* EXERCISE PROMPT
Output the whole listing below. Keep it exact.

* RECORDS FOR THE TASK
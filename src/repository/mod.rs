//! Price store access.
//!
//! The scrape service writes through the [`PriceStore`] trait; the production
//! implementation talks to a PostgREST (Supabase) endpoint over HTTP.

mod postgrest;

pub use postgrest::PostgrestRepository;

use async_trait::async_trait;
use thiserror::Error;

use crate::models::{PriceRecord, SupermarketId};

/// Lookup table holding one row per supermarket.
pub const SUPERMARKETS_TABLE: &str = "supermarkets";

/// Table receiving scraped price rows.
pub const PRICES_TABLE: &str = "prices";

/// Store access errors.
#[derive(Debug, Error)]
pub enum StoreError {
    #[error("HTTP error: {0}")]
    Http(#[from] reqwest::Error),

    #[error("invalid store URL: {0}")]
    Url(#[from] url::ParseError),

    #[error("service key is not a valid HTTP header value")]
    InvalidKey,

    #[error("store answered {status}: {message}")]
    Status { status: u16, message: String },

    #[error("no supermarket with slug '{0}'")]
    UnknownSlug(String),

    #[error("lookup row has no '{0}' column")]
    MissingColumn(&'static str),

    #[error("unexpected response body: {0}")]
    Decode(#[from] serde_json::Error),

    #[error("store credentials are not configured")]
    NotConfigured,
}

pub type Result<T> = std::result::Result<T, StoreError>;

/// What the store said about a bulk insert it received.
#[derive(Debug, Clone, PartialEq, Eq)]
pub enum InsertResponse {
    /// Rows came back; this many were written.
    Inserted(usize),
    /// The store answered but wrote nothing; carries its error text.
    Rejected(String),
}

/// Destination for scraped prices.
#[async_trait]
pub trait PriceStore: Send + Sync {
    /// Resolve the supermarket key for `slug`.
    async fn resolve_supermarket_id(&self, slug: &str) -> Result<SupermarketId>;

    /// Insert all records in a single request.
    async fn insert_prices(&self, records: &[PriceRecord]) -> Result<InsertResponse>;
}

/// Stand-in store for runs without credentials. Every call fails.
#[derive(Debug, Clone, Copy, Default)]
pub struct UnconfiguredStore;

#[async_trait]
impl PriceStore for UnconfiguredStore {
    async fn resolve_supermarket_id(&self, _slug: &str) -> Result<SupermarketId> {
        Err(StoreError::NotConfigured)
    }

    async fn insert_prices(&self, _records: &[PriceRecord]) -> Result<InsertResponse> {
        Err(StoreError::NotConfigured)
    }
}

* ANSWER FOR THE TASK
filename src/repository/mod.rs
//! Price store access.
//!
//! The scrape service writes through the [`PriceStore`] trait; the production
//! implementation talks to a PostgREST (Supabase) endpoint over HTTP.

mod postgrest;

pub use postgrest::PostgrestRepository;

use async_trait::async_trait;
use thiserror::Error;

use crate::models::{PriceRecord, SupermarketId};

/// Lookup table holding one row per supermarket.
pub const SUPERMARKETS_TABLE: &str = "supermarkets";

/// Table receiving scraped price rows.
pub const PRICES_TABLE: &str = "prices";

/// Store access errors.
#[derive(Debug, Error)]
pub enum StoreError {
    #[error("HTTP error: {0}")]
    Http(#[from] reqwest::Error),

    #[error("invalid store URL: {0}")]
    Url(#[from] url::ParseError),

    #[error("service key is not a valid HTTP header value")]
    InvalidKey,

    #[error("store answered {status}: {message}")]
    Status { status: u16, message: String },

    #[error("no supermarket with slug '{0}'")]
    UnknownSlug(String),

    #[error("lookup row has no '{0}' column")]
    MissingColumn(&'static str),

    #[error("unexpected response body: {0}")]
    Decode(#[from] serde_json::Error),

    #[error("store credentials are not configured")]
    NotConfigured,
}

pub type Result<T> = std::result::Result<T, StoreError>;

/// What the store said about a bulk insert it received.
#[derive(Debug, Clone, PartialEq, Eq)]
pub enum InsertResponse {
    /// Rows came back; this many were written.
    Inserted(usize),
    /// The store answered but wrote nothing; carries its error text.
    Rejected(String),
}

/// Destination for scraped prices.
#[async_trait]
pub trait PriceStore: Send + Sync {
    /// Resolve the supermarket key for `slug`.
    async fn resolve_supermarket_id(&self, slug: &str) -> Result<SupermarketId>;

    /// Insert all records in a single request.
    async fn insert_prices(&self, records: &[PriceRecord]) -> Result<InsertResponse>;
}

/// Stand-in store for runs without credentials. Every call fails.
#[derive(Debug, Clone, Copy, Default)]
pub struct UnconfiguredStore;

#[async_trait]
impl PriceStore for UnconfiguredStore {
    async fn resolve_supermarket_id(&self, _slug: &str) -> Result<SupermarketId> {
        Err(StoreError::NotConfigured)
    }

    async fn insert_prices(&self, _records: &[PriceRecord]) -> Result<InsertResponse> {
        Err(StoreError::NotConfigured)
    }
}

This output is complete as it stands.